JU 52s were transports. JU 88s were versatile aircraft used as bombers, night fighters and occasionally as transports; it was thought they would be used as transports. Never had the Germans used 105 transport planes at night.

Then, an hour or so later a message was received canceling the German operation.

Nevertheless the message had already been sent up the line to Ninth Army HQ and the next day, when the Germans launched the operation for real, the result was a devastating set-back for the Germans that marked the beginning what was to be known as the Battle of the Bulge.

The “bulge” which formed as a result of the German offensive separated Lieutenant General Bradley’s 12th Army Group Headquarters on the southern flank from the major part of the

First U.S. Army and the Ninth U.S. Army, which were located on the northern flank.

Communications between group and army headquarters were cut.
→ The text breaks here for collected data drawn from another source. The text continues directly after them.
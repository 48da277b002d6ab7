//! Caller-supplied render options.

use super::page::Props;
use serde::Serialize;
use serde_json::Value;

/// What to render, plus optional per-call overrides.
///
/// Overrides left unset fall back to the engine configuration at render time:
/// the url defaults to the request URI, `encryptHistory` to the configured
/// default and `clearHistory` to the configured default (normally `false`).
///
/// # Examples
///
/// ```
/// use inertia_axum::RenderOptions;
/// use serde_json::json;
///
/// let options = RenderOptions::new("Users/Show")
///     .with_prop("user", json!({"id": 1, "name": "Ada"}))
///     .with_url("/users/1")
///     .clear_history(true);
///
/// assert_eq!(options.component(), "Users/Show");
/// assert_eq!(options.url(), Some("/users/1"));
/// ```
#[derive(Clone, Debug, Default, PartialEq)]
pub struct RenderOptions {
    component: String,
    props: Props,
    url: Option<String>,
    encrypt_history: Option<bool>,
    clear_history: Option<bool>,
}

impl RenderOptions {
    /// Options for rendering `component` with no props.
    pub fn new(component: impl Into<String>) -> Self {
        Self {
            component: component.into(),
            ..Default::default()
        }
    }

    /// Replace all props.
    #[must_use]
    pub fn with_props(mut self, props: Props) -> Self {
        self.props = props;
        self
    }

    /// Add or replace one prop.
    #[must_use]
    pub fn with_prop(mut self, key: impl Into<String>, value: impl Into<Value>) -> Self {
        self.props.insert(key.into(), value.into());
        self
    }

    /// Replace all props with the fields of a serializable struct or map.
    ///
    /// # Errors
    ///
    /// Fails if `props` does not serialize to a JSON object.
    pub fn with_serialized_props<T: Serialize>(mut self, props: &T) -> crate::Result<Self> {
        match serde_json::to_value(props)? {
            Value::Object(map) => {
                self.props = map;
                Ok(self)
            }
            other => Err(crate::InertiaError::InvalidOptions(format!(
                "props must serialize to an object, got {}",
                json_kind(&other)
            ))),
        }
    }

    /// Override the page url.
    #[must_use]
    pub fn with_url(mut self, url: impl Into<String>) -> Self {
        self.url = Some(url.into());
        self
    }

    /// Override the `encryptHistory` flag.
    #[must_use]
    pub fn encrypt_history(mut self, encrypt: bool) -> Self {
        self.encrypt_history = Some(encrypt);
        self
    }

    /// Override the `clearHistory` flag.
    #[must_use]
    pub fn clear_history(mut self, clear: bool) -> Self {
        self.clear_history = Some(clear);
        self
    }

    /// Component name.
    #[inline]
    pub fn component(&self) -> &str {
        &self.component
    }

    /// Props supplied so far.
    #[inline]
    pub fn props(&self) -> &Props {
        &self.props
    }

    /// Url override, if any.
    #[inline]
    pub fn url(&self) -> Option<&str> {
        self.url.as_deref()
    }

    /// `encryptHistory` override, if any.
    #[inline]
    pub fn encrypt_history_override(&self) -> Option<bool> {
        self.encrypt_history
    }

    /// `clearHistory` override, if any.
    #[inline]
    pub fn clear_history_override(&self) -> Option<bool> {
        self.clear_history
    }

    pub(crate) fn into_parts(self) -> (String, Props) {
        (self.component, self.props)
    }
}

fn json_kind(value: &Value) -> &'static str {
    match value {
        Value::Null => "null",
        Value::Bool(_) => "a boolean",
        Value::Number(_) => "a number",
        Value::String(_) => "a string",
        Value::Array(_) => "an array",
        Value::Object(_) => "an object",
    }
}

#[cfg(test)]
mod tests {
    use super::*;
    use serde_json::json;

    #[derive(Serialize)]
    struct UserProps {
        id: u32,
        name: &'static str,
    }

    #[test]
    fn test_overrides_default_to_none() {
        let options = RenderOptions::new("Home");
        assert_eq!(options.url(), None);
        assert_eq!(options.encrypt_history_override(), None);
        assert_eq!(options.clear_history_override(), None);
        assert!(options.props().is_empty());
    }

    #[test]
    fn test_with_prop_replaces_existing_key() {
        let options = RenderOptions::new("Home")
            .with_prop("count", 1)
            .with_prop("count", 2);
        assert_eq!(options.props().len(), 1);
        assert_eq!(options.props()["count"], json!(2));
    }

    #[test]
    fn test_with_serialized_props() {
        let options = RenderOptions::new("Users/Show")
            .with_serialized_props(&UserProps { id: 7, name: "Ada" })
            .unwrap();
        assert_eq!(options.props()["id"], json!(7));
        assert_eq!(options.props()["name"], json!("Ada"));
    }

    #[test]
    fn test_with_serialized_props_rejects_non_object() {
        let err = RenderOptions::new("Home")
            .with_serialized_props(&vec![1, 2, 3])
            .unwrap_err();
        assert!(err.to_string().contains("an array"));
    }
}
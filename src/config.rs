//! Engine configuration.
//!
//! [`InertiaConfig`] wires the collaborators together and holds the defaults
//! that apply when a render call leaves an override unset. Plain settings can
//! also be loaded from JSON through [`InertiaSettings`].
//!
//! | Field | Default |
//! |-------|---------|
//! | `version` | [`StaticVersion`] returning `"1"` |
//! | `serializer` | [`JsonPageSerializer`] |
//! | `template_renderer` | `None`: load [`SimpleTemplateRenderer`] from `template_path` |
//! | `template_path` | `templates/app.html` |
//! | `encrypt_history` | `false` |
//! | `clear_history` | `false` |
//!
//! # Examples
//!
//! ```
//! use inertia_axum::{InertiaConfig, SimpleTemplateRenderer};
//!
//! let config = InertiaConfig::default()
//!     .with_version(|| "build-7".to_string())
//!     .with_template_renderer(SimpleTemplateRenderer::default())
//!     .with_encrypt_history(true);
//!
//! assert!(config.encrypt_history);
//! ```

use crate::error::{InertiaError, Result};
use crate::serializer::{JsonPageSerializer, PageSerializer};
use crate::template::{SimpleTemplateRenderer, TemplateRenderer};
use crate::version::{StaticVersion, VersionResolver};
use serde::Deserialize;
use std::fmt;
use std::path::PathBuf;
use std::sync::Arc;

/// Default location of the HTML template.
pub const DEFAULT_TEMPLATE_PATH: &str = "templates/app.html";

/// Collaborators and defaults for an [`InertiaEngine`](crate::InertiaEngine).
#[derive(Clone)]
pub struct InertiaConfig {
    /// Supplies the current asset version.
    pub version: Arc<dyn VersionResolver>,

    /// Serializes page objects.
    pub serializer: Arc<dyn PageSerializer>,

    /// Renders full page loads; loaded from `template_path` when `None`.
    pub template_renderer: Option<Arc<dyn TemplateRenderer>>,

    /// Template file used when no renderer is supplied.
    pub template_path: PathBuf,

    /// Default `encryptHistory` flag.
    pub encrypt_history: bool,

    /// Default `clearHistory` flag.
    pub clear_history: bool,
}

impl InertiaConfig {
    /// Build a configuration from plain settings, using default collaborators.
    pub fn from_settings(settings: InertiaSettings) -> Self {
        let mut config = Self {
            template_path: settings.template_path,
            encrypt_history: settings.encrypt_history,
            clear_history: settings.clear_history,
            ..Self::default()
        };
        if let Some(version) = settings.version {
            config.version = Arc::new(StaticVersion::new(version));
        }
        config
    }

    /// Use a different version resolver.
    #[must_use]
    pub fn with_version(mut self, version: impl VersionResolver + 'static) -> Self {
        self.version = Arc::new(version);
        self
    }

    /// Use a different page serializer.
    #[must_use]
    pub fn with_serializer(mut self, serializer: impl PageSerializer + 'static) -> Self {
        self.serializer = Arc::new(serializer);
        self
    }

    /// Use a specific template renderer instead of loading `template_path`.
    #[must_use]
    pub fn with_template_renderer(mut self, renderer: impl TemplateRenderer + 'static) -> Self {
        self.template_renderer = Some(Arc::new(renderer));
        self
    }

    /// Change the template file loaded when no renderer is supplied.
    #[must_use]
    pub fn with_template_path(mut self, path: impl Into<PathBuf>) -> Self {
        self.template_path = path.into();
        self
    }

    /// Change the default `encryptHistory` flag.
    #[must_use]
    pub fn with_encrypt_history(mut self, encrypt: bool) -> Self {
        self.encrypt_history = encrypt;
        self
    }

    /// Change the default `clearHistory` flag.
    #[must_use]
    pub fn with_clear_history(mut self, clear: bool) -> Self {
        self.clear_history = clear;
        self
    }

    /// The configured renderer, or one loaded from `template_path`.
    ///
    /// # Errors
    ///
    /// A missing or unreadable template file is a configuration error.
    pub(crate) fn resolve_template_renderer(&self) -> Result<Arc<dyn TemplateRenderer>> {
        if let Some(renderer) = &self.template_renderer {
            return Ok(Arc::clone(renderer));
        }
        let renderer = SimpleTemplateRenderer::from_path(&self.template_path)
            .map_err(|e| InertiaError::Configuration(e.to_string()))?;
        Ok(Arc::new(renderer))
    }
}

impl Default for InertiaConfig {
    fn default() -> Self {
        Self {
            version: Arc::new(StaticVersion::default()),
            serializer: Arc::new(JsonPageSerializer),
            template_renderer: None,
            template_path: PathBuf::from(DEFAULT_TEMPLATE_PATH),
            encrypt_history: false,
            clear_history: false,
        }
    }
}

impl fmt::Debug for InertiaConfig {
    fn fmt(&self, f: &mut fmt::Formatter<'_>) -> fmt::Result {
        f.debug_struct("InertiaConfig")
            .field("template_renderer", &self.template_renderer.is_some())
            .field("template_path", &self.template_path)
            .field("encrypt_history", &self.encrypt_history)
            .field("clear_history", &self.clear_history)
            .finish_non_exhaustive()
    }
}

/// Plain-data settings, e.g. from a JSON config file.
///
/// ```
/// use inertia_axum::InertiaSettings;
///
/// let settings = InertiaSettings::from_json_str(r#"{"encryptHistory": true}"#).unwrap();
/// assert!(settings.encrypt_history);
/// assert_eq!(settings.template_path.to_str(), Some("templates/app.html"));
/// ```
#[derive(Clone, Debug, Deserialize, PartialEq, Eq)]
#[serde(default, rename_all = "camelCase", deny_unknown_fields)]
pub struct InertiaSettings {
    /// Template file for full page loads.
    pub template_path: PathBuf,
    /// Default `encryptHistory` flag.
    pub encrypt_history: bool,
    /// Default `clearHistory` flag.
    pub clear_history: bool,
    /// Fixed asset version; `"1"` when absent.
    pub version: Option<String>,
}

impl InertiaSettings {
    /// Parse settings from JSON.
    ///
    /// # Errors
    ///
    /// Malformed JSON or unknown fields are configuration errors.
    pub fn from_json_str(json: &str) -> Result<Self> {
        serde_json::from_str(json)
            .map_err(|e| InertiaError::Configuration(format!("invalid inertia settings: {e}")))
    }
}

impl Default for InertiaSettings {
    fn default() -> Self {
        Self {
            template_path: PathBuf::from(DEFAULT_TEMPLATE_PATH),
            encrypt_history: false,
            clear_history: false,
            version: None,
        }
    }
}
To remedy this situation, Eisenhower’s staff recommended that the American Ninth and First armies be shifted to the command of Montgomery’s 21st Army Group which was in the north.

On 20 December 1944, Eisenhower ordered the shift of forces. This decision would prove to impact the life and mission of Technical Sargent Carl Begich.
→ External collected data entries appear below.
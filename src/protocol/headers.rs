//! Header parsing helpers for the Inertia protocol.
//!
//! # Header Formats
//!
//! | Header | Format | Example |
//! |--------|--------|---------|
//! | X-Inertia | Boolean flag | `true` |
//! | X-Inertia-Version | Opaque string | `a1b2c3` |
//! | X-Inertia-Partial-Data | Comma-separated prop names | `user, status` |
//! | X-Inertia-Partial-Component | Component name | `Users/Index` |
//!
//! # Examples
//!
//! ```
//! use inertia_axum::protocol::{is_truthy, parse_partial_data, redirect_status};
//!
//! assert!(is_truthy("true"));
//!
//! let keep = parse_partial_data("user, status");
//! assert!(keep.contains("user"));
//!
//! assert_eq!(redirect_status("PUT"), 303);
//! ```

use super::constants::status;
use std::collections::BTreeSet;

/// Whether a flag header such as `X-Inertia` is set.
///
/// Only `true` (any case, surrounding whitespace ignored) counts.
///
/// # Examples
///
/// ```
/// use inertia_axum::protocol::is_truthy;
///
/// assert!(is_truthy("TRUE"));
/// assert!(!is_truthy("false"));
/// assert!(!is_truthy(""));
/// ```
#[inline]
pub fn is_truthy(value: &str) -> bool {
    value.trim().eq_ignore_ascii_case("true")
}

/// Parse the `X-Inertia-Partial-Data` header into the set of props to keep.
///
/// Malformed entries are tolerated rather than rejected: blank names are
/// dropped and duplicates collapse into one.
///
/// # Examples
///
/// ```
/// use inertia_axum::protocol::parse_partial_data;
///
/// let keep = parse_partial_data("user, ,status,user");
/// assert_eq!(keep.len(), 2);
///
/// assert!(parse_partial_data("").is_empty());
/// ```
pub fn parse_partial_data(value: &str) -> BTreeSet<String> {
    value
        .split(',')
        .map(str::trim)
        .filter(|name| !name.is_empty())
        .map(str::to_string)
        .collect()
}

/// Whether a request method is subject to asset version checks.
///
/// Only safe methods are checked so that a form submission is never silently
/// turned into a reload.
#[inline]
pub fn is_version_checked_method(method: &str) -> bool {
    method.eq_ignore_ascii_case("GET") || method.eq_ignore_ascii_case("HEAD")
}

/// Whether a redirect issued in response to `method` must use 303.
#[inline]
pub fn requires_see_other(method: &str) -> bool {
    ["PUT", "PATCH", "DELETE"]
        .iter()
        .any(|m| method.eq_ignore_ascii_case(m))
}

/// Redirect status for a request made with `method`.
///
/// # Examples
///
/// ```
/// use inertia_axum::protocol::redirect_status;
///
/// assert_eq!(redirect_status("DELETE"), 303);
/// assert_eq!(redirect_status("POST"), 302);
/// ```
#[inline]
pub fn redirect_status(method: &str) -> u16 {
    if requires_see_other(method) {
        status::SEE_OTHER
    } else {
        status::FOUND
    }
}
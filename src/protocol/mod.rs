//! Inertia wire protocol: header names, status codes and header parsing.
//!
//! | Request | Response |
//! |---------|----------|
//! | no `X-Inertia` | 200, `text/html`, full document |
//! | `X-Inertia: true`, matching or absent version | 200, `X-Inertia: true`, `application/json` |
//! | `X-Inertia: true`, stale version, `GET`/`HEAD` | 409, `X-Inertia-Location` |
//! | redirect after `PUT`/`PATCH`/`DELETE` | 303, `Location` |
//! | redirect after anything else | 302, `Location` |
//! | external location | 409, `X-Inertia-Location` |
//!
//! See the [Inertia protocol](https://inertiajs.com/the-protocol) for details.

pub mod constants;
mod headers;

pub use headers::{
    is_truthy, is_version_checked_method, parse_partial_data, redirect_status,
    requires_see_other,
};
Under Montgomery, the Ninth Army and the 84th Infantry Division crossed into Belgium and into Germany over the Roer River in what was called Operation Grenade.

Carl’s letters reflect the rapid movement East as he was without a typewriter for a period of time. The letters also stopped coming and going abruptly.

“Things look good over here but not quite good enough,” Carl wrote at last in February 1945. “Those stubborn, bullheaded Nazis have got to be horsewhipped into making them know they are finished.”

While things were advancing quickly towards the war’s end so too were pending changes being felt.

Carl wrote cryptically on February 24th, 1945: “I have a funny premonition that some very funny events will occur shortly which may concern me and you and Cathy…but when and if you do hear of these, do not be alarmed because there will be a reason, at a later date, covering each occurrence….”

In March, he spoke of a longer delay in coming home: “I am very conscious of the fact that our anniversary is due up on May 14th. I am too darned well conscious too of the fact that I will not be home then, and, more so, may not be home for perhaps for the next three years. I believe I may as well face the situation eye to eye…”
What could he possibly be talking about?

By April of 1945 the Ninth Army was well into Germany and the feeling overall was that war would be over “soon”.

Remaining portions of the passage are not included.